ASSIGNMENT → What are the lines of the listing below, word for word, from the first down to the one that contains "pixel buffer if this signal carries one."?

• • • • • • •

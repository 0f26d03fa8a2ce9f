//! Shared CLI helpers used across multiple commands.

use std::path::PathBuf;

use glint_config::{ProjectFile, paths};

/// Load a project by path or by name from the user projects directory.
///
/// On a miss the error lists the projects that do exist.
pub fn load_project(name: &str) -> anyhow::Result<(PathBuf, ProjectFile)> {
    let Some(path) = paths::find_project(name) else {
        let known: Vec<String> = paths::list_user_projects()
            .iter()
            .filter_map(|p| p.file_stem())
            .map(|stem| stem.to_string_lossy().into_owned())
            .collect();
        if known.is_empty() {
            anyhow::bail!("project not found: {name}");
        }
        anyhow::bail!("project not found: {name} (available: {})", known.join(", "));
    };
    let project = ProjectFile::load(&path)?;
    Ok((path, project))
}
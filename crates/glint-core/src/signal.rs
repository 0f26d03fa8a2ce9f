//! Per-channel signal payloads and the per-frame context.
//!
//! A node's input and output slots hold a [`SignalSlot`]: either "no signal"
//! (`None`) or a shared reference to this frame's value. Propagating a
//! connection clones the `Arc`, never the payload.

use std::sync::Arc;

use serde::{Deserialize, Serialize};

/// Upper bound of a pixel channel value.
pub const MAX_CHANNEL_VALUE: f32 = 255.0;

/// Opaque payload carried on one channel of a node.
#[derive(Debug, Clone, PartialEq)]
pub enum Signal {
    /// Row-major `[3][N]` color frame.
    Pixels(PixelBuffer),
    /// Mono audio chunk.
    Audio(AudioBuffer),
    /// Single RGB color.
    Color([f32; 3]),
}

impl Signal {
    /// Returns the pixel buffer if this signal carries one.
    pub fn as_pixels(&self) -> Option<&PixelBuffer> {
        match self {
            Signal::Pixels(p) => Some(p),
            _ => None,
        }
    }

    /// Returns the audio buffer if this signal carries one.
    pub fn as_audio(&self) -> Option<&AudioBuffer> {
        match self {
            Signal::Audio(a) => Some(a),
            _ => None,
        }
    }

    /// Returns the color if this signal carries one.
    pub fn as_color(&self) -> Option<[f32; 3]> {
        match self {
            Signal::Color(c) => Some(*c),
            _ => None,
        }
    }
}

/// Content of one input or output slot. `None` means "no signal".
pub type SignalSlot = Option<Arc<Signal>>;

/// Required output size of a node: pixel columns and rows.
#[derive(Debug, Clone, Copy, PartialEq, Eq, Hash, Serialize, Deserialize)]
pub struct OutputSize {
    /// Number of pixels (columns of the `[3][N]` buffer).
    pub pixels: usize,
    /// Number of rows the pixels are laid out in.
    pub rows: usize,
}

impl OutputSize {
    /// Creates a new size.
    pub const fn new(pixels: usize, rows: usize) -> Self {
        Self { pixels, rows }
    }
}

impl core::fmt::Display for OutputSize {
    fn fmt(&self, f: &mut core::fmt::Formatter<'_>) -> core::fmt::Result {
        write!(f, "{}px x {} rows", self.pixels, self.rows)
    }
}

/// A `[3][N]` frame of RGB values in `[0, 255]`.
///
/// Channel 0 is red, 1 green, 2 blue. Each channel vector has one entry per
/// pixel.
#[derive(Debug, Clone, PartialEq, Serialize, Deserialize)]
pub struct PixelBuffer {
    channels: [Vec<f32>; 3],
    rows: usize,
}

impl PixelBuffer {
    /// Creates a black buffer of the given size.
    pub fn new(size: OutputSize) -> Self {
        Self {
            channels: [
                vec![0.0; size.pixels],
                vec![0.0; size.pixels],
                vec![0.0; size.pixels],
            ],
            rows: size.rows.max(1),
        }
    }

    /// Creates a buffer with every pixel set to `rgb` (clamped to `[0, 255]`).
    pub fn filled(size: OutputSize, rgb: [f32; 3]) -> Self {
        let mut buf = Self::new(size);
        for (channel, value) in buf.channels.iter_mut().zip(rgb) {
            channel.fill(value.clamp(0.0, MAX_CHANNEL_VALUE));
        }
        buf
    }

    /// Builds a buffer from three equally long channel vectors.
    ///
    /// Returns `None` if the channel lengths differ.
    pub fn from_channels(channels: [Vec<f32>; 3], rows: usize) -> Option<Self> {
        let n = channels[0].len();
        if channels.iter().any(|c| c.len() != n) {
            return None;
        }
        Some(Self {
            channels,
            rows: rows.max(1),
        })
    }

    /// Number of pixels (N).
    pub fn len(&self) -> usize {
        self.channels[0].len()
    }

    /// True if the buffer has no pixels.
    pub fn is_empty(&self) -> bool {
        self.len() == 0
    }

    /// Number of rows.
    pub fn rows(&self) -> usize {
        self.rows
    }

    /// Size of this buffer.
    pub fn size(&self) -> OutputSize {
        OutputSize::new(self.len(), self.rows)
    }

    /// One color channel (0 = red, 1 = green, 2 = blue).
    pub fn channel(&self, index: usize) -> &[f32] {
        &self.channels[index.min(2)]
    }

    /// Mutable access to one color channel.
    pub fn channel_mut(&mut self, index: usize) -> &mut [f32] {
        &mut self.channels[index.min(2)]
    }

    /// All three channels.
    pub fn channels(&self) -> &[Vec<f32>; 3] {
        &self.channels
    }

    /// RGB triple at `index`, or `None` when out of range.
    pub fn pixel(&self, index: usize) -> Option<[f32; 3]> {
        if index >= self.len() {
            return None;
        }
        Some([
            self.channels[0][index],
            self.channels[1][index],
            self.channels[2][index],
        ])
    }

    /// Sets the RGB triple at `index`. Out-of-range indices are ignored.
    pub fn set_pixel(&mut self, index: usize, rgb: [f32; 3]) {
        if index < self.len() {
            for (channel, value) in self.channels.iter_mut().zip(rgb) {
                channel[index] = value.clamp(0.0, MAX_CHANNEL_VALUE);
            }
        }
    }

    /// Multiplies every value by `factor`, clamping to `[0, 255]`.
    pub fn scale(&mut self, factor: f32) {
        for channel in &mut self.channels {
            for v in channel.iter_mut() {
                *v = (*v * factor).clamp(0.0, MAX_CHANNEL_VALUE);
            }
        }
    }

    /// Returns a copy scaled by `factor`.
    pub fn scaled(&self, factor: f32) -> Self {
        let mut out = self.clone();
        out.scale(factor);
        out
    }

    /// Appends the pixels of `other` after this buffer's pixels.
    pub fn extend_from(&mut self, other: &PixelBuffer) {
        for (dst, src) in self.channels.iter_mut().zip(other.channels.iter()) {
            dst.extend_from_slice(src);
        }
    }

    /// Resizes to `pixels`, padding with black or truncating.
    pub fn resize(&mut self, pixels: usize) {
        for channel in &mut self.channels {
            channel.resize(pixels, 0.0);
        }
    }
}

/// A snapshot of captured audio handed to effects through [`FrameContext`].
#[derive(Debug, Clone, PartialEq, Default, Serialize, Deserialize)]
pub struct AudioBuffer {
    /// Sample rate in Hz.
    pub sample_rate: u32,
    /// Mono samples in `[-1, 1]`.
    pub samples: Vec<f32>,
}

impl AudioBuffer {
    /// Creates a buffer from samples.
    pub fn new(sample_rate: u32, samples: Vec<f32>) -> Self {
        Self {
            sample_rate,
            samples,
        }
    }

    /// Root-mean-square level of the snapshot.
    pub fn rms(&self) -> f32 {
        if self.samples.is_empty() {
            return 0.0;
        }
        let sum: f32 = self.samples.iter().map(|s| s * s).sum();
        (sum / self.samples.len() as f32).sqrt()
    }
}

/// Global automatic gain settings shared by audio-reactive effects.
#[derive(Debug, Clone, Copy, PartialEq, Serialize, Deserialize)]
pub struct Autogain {
    /// Whether audio-reactive effects normalize their input level.
    pub enabled: bool,
    /// Upper bound of the applied gain.
    pub max_gain: f32,
}

impl Default for Autogain {
    fn default() -> Self {
        Self {
            enabled: false,
            max_gain: 10.0,
        }
    }
}

/// Everything one frame needs besides the graph itself.
///
/// Passed by value into every worker tick instead of a process-wide audio
/// global.
#[derive(Debug, Clone, PartialEq, Default, Serialize, Deserialize)]
pub struct FrameContext {
    /// Seconds since the previous frame.
    pub dt: f32,
    /// Seconds since the orchestrator started.
    pub time: f64,
    /// Latest audio snapshot, if audio capture is running.
    #[serde(default)]
    pub audio: Option<AudioBuffer>,
    /// Global autogain configuration.
    #[serde(default)]
    pub autogain: Autogain,
}

impl FrameContext {
    /// Context with only a time step.
    pub fn with_dt(dt: f32) -> Self {
        Self {
            dt,
            ..Self::default()
        }
    }
}

#[cfg(test)]
mod tests {
    use super::*;

    #[test]
    fn test_filled_clamps() {
        let buf = PixelBuffer::filled(OutputSize::new(4, 1), [300.0, -5.0, 10.0]);
        assert_eq!(buf.pixel(3), Some([255.0, 0.0, 10.0]));
        assert_eq!(buf.len(), 4);
    }

    #[test]
    fn test_extend_from_appends_pixels() {
        let mut a = PixelBuffer::filled(OutputSize::new(2, 1), [1.0, 2.0, 3.0]);
        let b = PixelBuffer::filled(OutputSize::new(3, 1), [4.0, 5.0, 6.0]);
        a.extend_from(&b);
        assert_eq!(a.len(), 5);
        assert_eq!(a.pixel(1), Some([1.0, 2.0, 3.0]));
        assert_eq!(a.pixel(2), Some([4.0, 5.0, 6.0]));
    }

    #[test]
    fn test_from_channels_rejects_ragged() {
        let ragged = [vec![0.0; 3], vec![0.0; 2], vec![0.0; 3]];
        assert!(PixelBuffer::from_channels(ragged, 1).is_none());
    }

    #[test]
    fn test_scale() {
        let buf = PixelBuffer::filled(OutputSize::new(1, 1), [200.0, 100.0, 0.0]);
        assert_eq!(buf.scaled(0.5).pixel(0), Some([100.0, 50.0, 0.0]));
        assert_eq!(buf.scaled(2.0).pixel(0), Some([255.0, 200.0, 0.0]));
    }

    #[test]
    fn test_rms() {
        let audio = AudioBuffer::new(44100, vec![1.0, -1.0, 1.0, -1.0]);
        assert!((audio.rms() - 1.0).abs() < 1e-6);
        assert_eq!(AudioBuffer::default().rms(), 0.0);
    }
}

• • • • • • •

RESULT →
repository 0f26d03fa8a2ce9f
//! Shared CLI helpers used across multiple commands.

use std::path::PathBuf;

use glint_config::{ProjectFile, paths};

/// Load a project by path or by name from the user projects directory.
///
/// On a miss the error lists the projects that do exist.
pub fn load_project(name: &str) -> anyhow::Result<(PathBuf, ProjectFile)> {
    let Some(path) = paths::find_project(name) else {
        let known: Vec<String> = paths::list_user_projects()
            .iter()
            .filter_map(|p| p.file_stem())
            .map(|stem| stem.to_string_lossy().into_owned())
            .collect();
        if known.is_empty() {
            anyhow::bail!("project not found: {name}");
        }
        anyhow::bail!("project not found: {name} (available: {})", known.join(", "));
    };
    let project = ProjectFile::load(&path)?;
    Ok((path, project))
}
filename crates/glint-core/src/signal.rs
repository 0f26d03fa8a2ce9f
//! Per-channel signal payloads and the per-frame context.
//!
//! A node's input and output slots hold a [`SignalSlot`]: either "no signal"
//! (`None`) or a shared reference to this frame's value. Propagating a
//! connection clones the `Arc`, never the payload.

use std::sync::Arc;

use serde::{Deserialize, Serialize};

/// Upper bound of a pixel channel value.
pub const MAX_CHANNEL_VALUE: f32 = 255.0;

/// Opaque payload carried on one channel of a node.
#[derive(Debug, Clone, PartialEq)]
pub enum Signal {
    /// Row-major `[3][N]` color frame.
    Pixels(PixelBuffer),
    /// Mono audio chunk.
    Audio(AudioBuffer),
    /// Single RGB color.
    Color([f32; 3]),
}

impl Signal {
    /// Returns the pixel buffer if this signal carries one.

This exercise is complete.